Source records:
========================================================================
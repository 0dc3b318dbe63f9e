use crate::backend::Backend;
use crate::resources::ResourcePool;
use crate::scanout::ScanoutEngine;
use crate::timing::{Timing, TimingController, VideoMode};
use crate::{Error, FrameBuffer};

#[derive(Debug, Clone, Copy, PartialEq, Eq)]
#[cfg_attr(feature = "defmt", derive(defmt::Format))]
pub enum State {
    Idle,
    Running,
    /// Stopped after running. Behaves like `Idle`.
    Stopped,
}

/// One VGA output: a framebuffer, the PIO programs that show it and the
/// resources they hold while running.
pub struct Vga<'p, B: Backend> {
    backend: B,
    timing: TimingController<'p>,
    scanout: ScanoutEngine<'p>,
    framebuffer: &'static FrameBuffer,
    state: State,
}

impl<'p, B: Backend> Vga<'p, B> {
    /// Nothing is claimed until [`Vga::start_synchronisation`].
    pub fn new(
        mode: VideoMode,
        pool: &'p ResourcePool,
        backend: B,
        framebuffer: &'static mut FrameBuffer,
    ) -> Result<Self, Error> {
        let framebuffer: &'static FrameBuffer = framebuffer;
        let timing = TimingController::configure(mode, pool)?;
        let scanout = ScanoutEngine::configure(timing.timing(), framebuffer, pool);
        Ok(Vga {
            backend,
            timing,
            scanout,
            framebuffer,
            state: State::Idle,
        })
    }

    pub fn state(&self) -> State {
        self.state
    }

    pub fn is_running(&self) -> bool {
        self.state == State::Running
    }

    /// The pixels on screen. Writes show up on the next pass of the beam.
    pub fn framebuffer(&self) -> &'static FrameBuffer {
        self.framebuffer
    }

    pub fn timing(&self) -> &'static Timing {
        self.timing.timing()
    }

    pub fn backend(&self) -> &B {
        &self.backend
    }

    /// Claims the pins, state machines and DMA channels, then starts the
    /// sync programs followed by colour output.
    pub fn start_synchronisation(&mut self) -> Result<&'static FrameBuffer, Error> {
        if self.state == State::Running {
            return Err(Error::AlreadyRunning);
        }
        if !self.scanout.fits_framebuffer() {
            return Err(Error::ModeUnsupported(self.timing.mode()));
        }

        let line = self.timing.arm(&mut self.backend)?;
        if let Err(e) = self.scanout.arm(&mut self.backend, line) {
            warn!("scanout failed to start: {}", e);
            self.timing.disarm(&mut self.backend);
            return Err(e);
        }

        self.state = State::Running;
        info!("vga: synchronisation started");
        Ok(self.framebuffer)
    }

    /// Stops colour output, then the sync programs, and gives every
    /// resource back. The output can be started again afterwards.
    pub fn stop_synchronisation(&mut self) -> Result<(), Error> {
        if self.state != State::Running {
            return Err(Error::NotRunning);
        }
        self.scanout.disarm(&mut self.backend);
        self.timing.disarm(&mut self.backend);
        self.state = State::Stopped;
        info!("vga: synchronisation stopped");
        Ok(())
    }
}

impl<B: Backend> Drop for Vga<'_, B> {
    fn drop(&mut self) {
        if self.state == State::Running {
            let _ = self.stop_synchronisation();
        }
    }
}

#[cfg(test)]
mod tests {
    use std::boxed::Box;

    use embedded_graphics::pixelcolor::BinaryColor;

    use super::*;
    use crate::backend::Pins;
    use crate::framebuffer::{ColorChannel, HEIGHT, WIDTH};
    use crate::resources::{PoolLayout, Resource};
    use crate::sim::{SimBackend, SimDisplay};
    use crate::{Error, ResourceKind};

    fn framebuffer() -> &'static mut FrameBuffer {
        Box::leak(Box::new(FrameBuffer::new(ColorChannel::Red)))
    }

    fn vga<'a>(pool: &'a ResourcePool, display: &'a SimDisplay) -> Vga<'a, SimBackend<'a>> {
        Vga::new(
            VideoMode::Vga640x480At60,
            pool,
            SimBackend::new(display),
            framebuffer(),
        )
        .unwrap()
    }

    #[test]
    fn unsupported_modes_fail_construction() {
        let pool = ResourcePool::new(PoolLayout::RP2040);
        let display = SimDisplay::new();
        let result = Vga::new(
            VideoMode::Svga800x600At60,
            &pool,
            SimBackend::new(&display),
            framebuffer(),
        );
        assert!(matches!(
            result,
            Err(Error::ModeUnsupported(VideoMode::Svga800x600At60))
        ));
        assert!(pool.is_empty());
    }

    #[test]
    fn start_claims_and_stop_releases_everything() {
        let pool = ResourcePool::new(PoolLayout::RP2040);
        let display = SimDisplay::new();
        let mut vga = vga(&pool, &display);
        assert_eq!(vga.state(), State::Idle);
        assert!(pool.is_empty());

        vga.start_synchronisation().unwrap();
        assert_eq!(vga.state(), State::Running);
        for pin in [4, 5, 0] {
            assert!(pool.is_claimed(Resource::Pin(pin)));
        }
        assert!(pool.is_claimed(Resource::DmaChannel(10)));
        assert!(pool.is_claimed(Resource::DmaChannel(11)));
        assert!(display.timing_running());
        assert!(display.scanout_running());

        vga.stop_synchronisation().unwrap();
        assert_eq!(vga.state(), State::Stopped);
        assert!(pool.is_empty());
        assert!(!display.timing_running());
        assert!(!display.scanout_running());
    }

    #[test]
    fn second_start_is_rejected_and_leaves_the_session_alone() {
        let pool = ResourcePool::new(PoolLayout::RP2040);
        let display = SimDisplay::new();
        let mut vga = vga(&pool, &display);
        vga.start_synchronisation().unwrap();
        let starts = display.starts();

        assert!(matches!(vga.start_synchronisation(), Err(Error::AlreadyRunning)));
        assert_eq!(vga.state(), State::Running);
        assert_eq!(display.starts(), starts);
        assert_eq!(display.stops(), 0);
        assert!(display.timing_running() && display.scanout_running());
    }

    #[test]
    fn stop_while_idle_is_rejected_without_side_effects() {
        let pool = ResourcePool::new(PoolLayout::RP2040);
        let display = SimDisplay::new();
        let mut vga = vga(&pool, &display);
        assert!(matches!(vga.stop_synchronisation(), Err(Error::NotRunning)));
        assert_eq!(vga.state(), State::Idle);
        assert_eq!(display.stops(), 0);

        vga.start_synchronisation().unwrap();
        vga.stop_synchronisation().unwrap();
        let stops = display.stops();
        assert!(matches!(vga.stop_synchronisation(), Err(Error::NotRunning)));
        assert_eq!(vga.state(), State::Stopped);
        assert_eq!(display.stops(), stops);
    }

    #[test]
    fn restart_after_a_clean_stop() {
        let pool = ResourcePool::new(PoolLayout::RP2040);
        let display = SimDisplay::new();
        let mut vga = vga(&pool, &display);
        vga.framebuffer().fill(BinaryColor::On);
        assert!(vga.start_synchronisation().is_ok());
        assert!(vga.stop_synchronisation().is_ok());
        assert!(vga.start_synchronisation().is_ok());
        assert_eq!(vga.state(), State::Running);
        assert_eq!(vga.framebuffer().pixel(0, 0), Ok(BinaryColor::On));
    }

    #[test]
    fn second_instance_on_the_same_sync_pin_conflicts() {
        let pool = ResourcePool::new(PoolLayout::RP2040);
        let display = SimDisplay::new();
        let other_display = SimDisplay::new();
        let mut first = vga(&pool, &display);
        first.start_synchronisation().unwrap();

        let pins = Pins {
            hsync: 4,
            vsync: 7,
            color: 8,
        };
        let mut second = Vga::new(
            VideoMode::Vga640x480At60,
            &pool,
            SimBackend::with_wiring(&other_display, 1, pins, 2, 3),
            framebuffer(),
        )
        .unwrap();
        assert!(matches!(
            second.start_synchronisation(),
            Err(Error::PinConflict(4))
        ));
        assert_eq!(second.state(), State::Idle);
        assert!(!other_display.timing_running());
        assert!(first.is_running());
        assert!(!pool.is_claimed(Resource::Pin(7)));
    }

    #[test]
    fn failed_scanout_rolls_back_the_timing() {
        let pool = ResourcePool::new(PoolLayout::RP2040);
        let display = SimDisplay::new();
        let mut vga = vga(&pool, &display);
        let colour_pin = pool.claim_pin(0).unwrap();

        assert!(matches!(
            vga.start_synchronisation(),
            Err(Error::PinConflict(0))
        ));
        assert_eq!(vga.state(), State::Idle);
        assert!(!display.timing_running());
        assert_eq!(display.starts(), display.stops());
        assert!(!pool.is_claimed(Resource::Pin(4)));
        assert!(!pool.is_claimed(Resource::Pin(5)));

        drop(colour_pin);
        assert!(pool.is_empty());
        vga.start_synchronisation().unwrap();
    }

    #[test]
    fn exhausted_state_machines_are_reported() {
        let pool = ResourcePool::new(PoolLayout::RP2040);
        let display = SimDisplay::new();
        let mut vga = vga(&pool, &display);
        let _radio = pool.reserve_state_machine(0, 0).unwrap();
        let _other = pool.reserve_state_machine(0, 1).unwrap();

        // Two left: enough for the sync programs, not for colour.
        assert!(matches!(
            vga.start_synchronisation(),
            Err(Error::ResourceExhausted(ResourceKind::StateMachine))
        ));
        assert!(!display.timing_running());

        let _third = pool.reserve_state_machine(0, 2).unwrap();
        assert!(matches!(
            vga.start_synchronisation(),
            Err(Error::ResourceExhausted(ResourceKind::StateMachine))
        ));
        assert_eq!(display.starts(), display.stops());
    }

    #[test]
    fn dropping_a_running_driver_releases_its_resources() {
        let pool = ResourcePool::new(PoolLayout::RP2040);
        let display = SimDisplay::new();
        {
            let mut vga = vga(&pool, &display);
            vga.start_synchronisation().unwrap();
        }
        assert!(pool.is_empty());
        assert!(!display.timing_running());
    }

    #[test]
    fn framebuffer_capability_writes_the_scanned_buffer() {
        let pool = ResourcePool::new(PoolLayout::RP2040);
        let display = SimDisplay::new();
        let mut vga = vga(&pool, &display);
        let fb = vga.start_synchronisation().unwrap();
        fb.set_pixel(WIDTH - 1, HEIGHT - 1).unwrap();
        assert_eq!(
            vga.framebuffer().pixel(WIDTH - 1, HEIGHT - 1),
            Ok(BinaryColor::On)
        );
        assert!(core::ptr::eq(fb, vga.framebuffer()));
    }
}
========================================================================
▸ Exercise goal
When you reach the line that contains "show it and the", stop; output it and every line before it from the start of the data, exactly as written.

▸ Exercise output
repository 0dc3b318dbe63f9e
use crate::backend::Backend;
use crate::resources::ResourcePool;
use crate::scanout::ScanoutEngine;
use crate::timing::{Timing, TimingController, VideoMode};
use crate::{Error, FrameBuffer};

#[derive(Debug, Clone, Copy, PartialEq, Eq)]
#[cfg_attr(feature = "defmt", derive(defmt::Format))]
pub enum State {
    Idle,
    Running,
    /// Stopped after running. Behaves like `Idle`.
    Stopped,
}

/// One VGA output: a framebuffer, the PIO programs that show it and the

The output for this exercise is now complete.